The cool thing about the cubbies, other than the very idea in and of itself, is a) you can fold the divider so that you are not so separated from the person next to you (which none of us did), b) you have a personal beckon-the-staff doorbell, c) there is a little choose your-own-adventure piece of paper, along with cartoon instructions, waiting for you when you sit, and d) you get your OWN water spigot! Could this place have made me any more giddy? I think not.
Listed on the paper was a selection of flavor/texture preferences for the strength of the broth, the spiciness, the doneness of the noodle. I mean, it is just so awesome. We all looked like little schoolchildren dutifully filling out our forms. It’s just too much. Seriously.
My selections:
There was a bathroom visit while we waited for our food that included this…elevator? (utterly confused, we took the stairs)
and this selection of toilet paper
God bless you Japan, you freakin’ weirdo.
Then this happened:
The presentation alone drives me wild. I LOVE that it comes in a covered box. It’s like a precious little gift.
That broth. It was so robust, and piping hot. I honestly can’t explain what it tasted it like, other than amazing. The crunch from the green onions, the sweetness of the pork, and the thing that really kicked it into overdrive for me? The fresh garlic. After exploring just the broth for a while, I dove into the noodles.

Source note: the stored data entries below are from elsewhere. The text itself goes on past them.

//! Harness for CLI tests.
//!
//! Runs the CLI in-process against a scripted DICT server with a fixed
//! configuration and captures its output streams.

use std::ffi::OsString;
use std::net::TcpListener;
use std::process::ExitCode;

use anyhow::{Context, Result, ensure};
use dict_client::test_support::{FakeDictServer, ServerScript};
use dict_config::{Config, ServerEndpoint};

use crate::{AppError, ConfigLoader, IoStreams, run_with_loader};

pub(super) const CATALOGUE_REPLY: [&str; 5] = [
    "110 2 databases present",
    "fd \"Freedict: English-Deutsch\"",
    "web1913 \"Webster's Revised Unabridged Dictionary (1913)\"",
    ".",
    "250 ok",
];

pub(super) const APPLE_REPLY: [&str; 8] = [
    "150 2 definitions retrieved",
    "151 \"apple\" fd \"Freedict: English-Deutsch\"",
    "A fruit.",
    ".",
    "151 \"apple\" web1913 \"Webster's Revised Unabridged Dictionary (1913)\"",
    "A tree.",
    ".",
    "250 ok",
];

pub(super) struct StaticConfigLoader {
    config: Config,
}

impl StaticConfigLoader {
    pub(super) const fn new(config: Config) -> Self {
        Self { config }
    }
}

impl ConfigLoader for StaticConfigLoader {
    fn load(&self, _args: &[OsString]) -> Result<Config, AppError> {
        Ok(self.config.clone())
    }
}

#[derive(Default)]
pub(super) struct TestWorld {
    pub config: Config,
    pub script: Option<ServerScript>,
    pub stdout: Vec<u8>,
    pub stderr: Vec<u8>,
    pub exit_code: Option<ExitCode>,
    pub commands: Vec<String>,
}

impl TestWorld {
    /// Appends a canned reply, creating the script on first use.
    pub fn script_reply<I, L>(&mut self, lines: I)
    where
        I: IntoIterator<Item = L>,
        L: Into<String>,
    {
        let script = self.script.take().unwrap_or_default();
        self.script = Some(script.reply(lines));
    }

    /// Points the configuration at a loopback port nothing listens on.
    pub fn configure_unreachable_server(&mut self) -> Result<()> {
        self.config.server = unused_loopback_endpoint()?;
        Ok(())
    }

    pub fn run(&mut self, command: &str) -> Result<()> {
        self.stdout.clear();
        self.stderr.clear();
        self.commands.clear();

        let server = match self.script.take() {
            Some(script) => {
                let server = FakeDictServer::spawn(script).context("spawn fake DICT server")?;
                self.config.server = server.endpoint();
                Some(server)
            }
            None => None,
        };

        let args = Self::build_args(command);
        let loader = StaticConfigLoader::new(self.config.clone());
        let mut io = IoStreams::new(&mut self.stdout, &mut self.stderr, false);
        self.exit_code = Some(run_with_loader(args, &mut io, &loader));

        if let Some(server) = server {
            self.commands = server.finish().context("fake DICT server failed")?;
        }
        Ok(())
    }

    fn build_args(command: &str) -> Vec<OsString> {
        std::iter::once(OsString::from("dict"))
            .chain(
                command
                    .split_whitespace()
                    .map(|token| OsString::from(token.trim_matches('"'))),
            )
            .collect()
    }

    pub fn stdout_text(&self) -> Result<String> {
        String::from_utf8(self.stdout.clone()).context("stdout is not UTF-8")
    }

    pub fn stderr_text(&self) -> Result<String> {
        String::from_utf8(self.stderr.clone()).context("stderr is not UTF-8")
    }

    pub fn assert_exit(&self, expected: ExitCode) -> Result<()> {
        let exit = self.exit_code.context("CLI has not run")?;
        ensure!(exit == expected, "expected {expected:?}, got {exit:?}");
        Ok(())
    }
}

/// An endpoint on a port that was free a moment ago.
pub(super) fn unused_loopback_endpoint() -> Result<ServerEndpoint> {
    let listener = TcpListener::bind(("127.0.0.1", 0)).context("bind probe listener")?;
    let port = listener.local_addr().context("probe address")?.port();
    drop(listener);
    Ok(ServerEndpoint::new("127.0.0.1", port))
}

I’ve never had noodles like that. They were so precisely hand cut and firm and made of…buckwheat? Do you sense a theme here? The broth, the noodles, both, so masterful and unique. I’ve been asked many times what my favorite food has been from around the world and I come to this every time. That box of food is enormous, and I drank out the last drops. Randi, who loves really spicy food, ordered hers with the strongest spice and the broth was undrinkable it was so hot, so, beware.
We emerged to find bustling, neon, night-time Tenjin
Next door to Ichiran is an adorable pudding stand, and that night, there was an adorable girl working the pudding stand. We got some to bring home for a late night dessert.
One was green tea, I think, and the other, banana? We ate them a couple of days later and they sucked. They were mealy and not very sweet and just an overall bummer.
After some digestive walking, we grabbed a cab…oh wait. I haven’t said a word about the cabs. The cabs in Hakata are the cutest! I called them pink panther cabs. The body style is just adorable, boxy yet rounded, and the circular rearview mirrors are mounted on each side of the hood, and the absolute best part is, the driver has a button they push that opens the back passenger door. Oh, and the drivers are often dressed like Cato with the little suit and the hat. So the cab pulls up, and the door swings open, and you get in and Cato is there waiting to drive you to your destination.
Which in this case, was home, where our fat and happy selves slept deeply and dreamt of ramen.